▼
//! Per-user preferences bag.
//!
//! Preferences are an opaque JSON object stored as text. The only keys this
//! crate interprets are the ones listed in [`registry`].

mod merge;
pub mod registry;

pub use merge::{merge_client_preferences, MergeOutcome};

use crate::library_store::UserBlobStore;
use anyhow::{bail, Context, Result};
use serde_json::{Map, Value};
use tracing::{info, warn};

/// Loads the stored preferences of a user.
///
/// A missing blob is an empty map. So is a blob that is not a JSON object,
/// which is logged and otherwise ignored.
pub fn load_preferences<S: UserBlobStore + ?Sized>(
    store: &S,
    user_id: usize,
) -> Result<Map<String, Value>> {
    let Some(raw) = store.get_user_preferences(user_id)? else {
        return Ok(Map::new());
    };
    if raw.trim().is_empty() {
        return Ok(Map::new());
    }
    match serde_json::from_str::<Value>(&raw) {
        Ok(Value::Object(map)) => Ok(map),
        Ok(_) => {
            warn!("Preferences of user {} are not a JSON object, ignoring them", user_id);
            Ok(Map::new())
        }
        Err(e) => {
            warn!("Failed to parse preferences of user {}: {}", user_id, e);
            Ok(Map::new())
        }
    }
}

pub fn store_preferences<S: UserBlobStore + ?Sized>(
    store: &S,
    user_id: usize,
    preferences: &Map<String, Value>,
) -> Result<()> {
    let data = serde_json::to_string(preferences).context("Failed to serialize preferences")?;
    store.save_user_preferences(user_id, &data)
}

/// Applies a settings edit submitted by a client and returns how many cached
/// entries were invalidated.
///
/// The read-modify-write is not atomic: two concurrent saves for the same
/// user race and the last one wins.
pub fn save_client_preferences<S: UserBlobStore + ?Sized>(
    store: &S,
    user_id: usize,
    incoming: Map<String, Value>,
) -> Result<usize> {
    let stored = load_preferences(store, user_id)?;
    let outcome = merge_client_preferences(stored, incoming);
    store_preferences(store, user_id, &outcome.preferences)?;
    info!(
        "Saved preferences of user {} ({} cached entries invalidated)",
        user_id, outcome.cleared
    );
    Ok(outcome.cleared)
}

/// Drops every cached AI entry of a user, returning how many were removed.
pub fn clear_ai_cache<S: UserBlobStore + ?Sized>(store: &S, user_id: usize) -> Result<usize> {
    let mut preferences = load_preferences(store, user_id)?;
    let cleared = registry::remove_namespaces(&mut preferences, registry::CACHE_NAMESPACES);
    store_preferences(store, user_id, &preferences)?;
    info!("Cleared {} cached AI entries of user {}", cleared, user_id);
    Ok(cleared)
}

pub fn export_ai_cache<S: UserBlobStore + ?Sized>(
    store: &S,
    user_id: usize,
) -> Result<Map<String, Value>> {
    let preferences = load_preferences(store, user_id)?;
    let cache = registry::cache_entries(&preferences);
    info!("Exporting {} cached AI entries of user {}", cache.len(), user_id);
    Ok(cache)
}

/// Writes one cached AI entry. This is the only way cache keys get into the
/// preferences bag.
pub fn put_cache_entry<S: UserBlobStore + ?Sized>(
    store: &S,
    user_id: usize,
    key: &str,
    value: Value,
) -> Result<()> {
    if !registry::is_cache_key(key) {
        bail!("'{}' is not a cache key", key);
    }
    let mut preferences = load_preferences(store, user_id)?;
    preferences.insert(key.to_string(), value);
    store_preferences(store, user_id, &preferences)
}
▲
What to produce | Taking the entries above, please repeat each one exactly.

Exercise solution |
//! Per-user preferences bag.
//!
//! Preferences are an opaque JSON object stored as text. The only keys this
//! crate interprets are the ones listed in [`registry`].

mod merge;
pub mod registry;

pub use merge::{merge_client_preferences, MergeOutcome};

use crate::library_store::UserBlobStore;
use anyhow::{bail, Context, Result};
use serde_json::{Map, Value};
use tracing::{info, warn};

/// Loads the stored preferences of a user.
///
/// A missing blob is an empty map. So is a blob that is not a JSON object,
/// which is logged and otherwise ignored.
pub fn load_preferences<S: UserBlobStore + ?Sized>(
    store: &S,
    user_id: usize,
) -> Result<Map<String, Value>> {
    let Some(raw) = store.get_user_preferences(user_id)? else {
        return Ok(Map::new());
    };
    if raw.trim().is_empty() {
        return Ok(Map::new());
    }
    match serde_json::from_str::<Value>(&raw) {
        Ok(Value::Object(map)) => Ok(map),
        Ok(_) => {
            warn!("Preferences of user {} are not a JSON object, ignoring them", user_id);
            Ok(Map::new())
        }
        Err(e) => {
            warn!("Failed to parse preferences of user {}: {}", user_id, e);
            Ok(Map::new())
        }
    }
}

pub fn store_preferences<S: UserBlobStore + ?Sized>(
    store: &S,
    user_id: usize,
    preferences: &Map<String, Value>,
) -> Result<()> {
    let data = serde_json::to_string(preferences).context("Failed to serialize preferences")?;
    store.save_user_preferences(user_id, &data)
}

/// Applies a settings edit submitted by a client and returns how many cached
/// entries were invalidated.
///
/// The read-modify-write is not atomic: two concurrent saves for the same
/// user race and the last one wins.
pub fn save_client_preferences<S: UserBlobStore + ?Sized>(
    store: &S,
    user_id: usize,
    incoming: Map<String, Value>,
) -> Result<usize> {
    let stored = load_preferences(store, user_id)?;
    let outcome = merge_client_preferences(stored, incoming);
    store_preferences(store, user_id, &outcome.preferences)?;
    info!(
        "Saved preferences of user {} ({} cached entries invalidated)",
        user_id, outcome.cleared
    );
    Ok(outcome.cleared)
}

/// Drops every cached AI entry of a user, returning how many were removed.
pub fn clear_ai_cache<S: UserBlobStore + ?Sized>(store: &S, user_id: usize) -> Result<usize> {
    let mut preferences = load_preferences(store, user_id)?;
    let cleared = registry::remove_namespaces(&mut preferences, registry::CACHE_NAMESPACES);
    store_preferences(store, user_id, &preferences)?;
    info!("Cleared {} cached AI entries of user {}", cleared, user_id);
    Ok(cleared)
}

pub fn export_ai_cache<S: UserBlobStore + ?Sized>(
    store: &S,
    user_id: usize,
) -> Result<Map<String, Value>> {
    let preferences = load_preferences(store, user_id)?;
    let cache = registry::cache_entries(&preferences);
    info!("Exporting {} cached AI entries of user {}", cache.len(), user_id);
    Ok(cache)
}

/// Writes one cached AI entry. This is the only way cache keys get into the
/// preferences bag.
pub fn put_cache_entry<S: UserBlobStore + ?Sized>(
    store: &S,
    user_id: usize,
    key: &str,
    value: Value,
) -> Result<()> {
    if !registry::is_cache_key(key) {
        bail!("'{}' is not a cache key", key);
    }
    let mut preferences = load_preferences(store, user_id)?;
    preferences.insert(key.to_string(), value);
    store_preferences(store, user_id, &preferences)
}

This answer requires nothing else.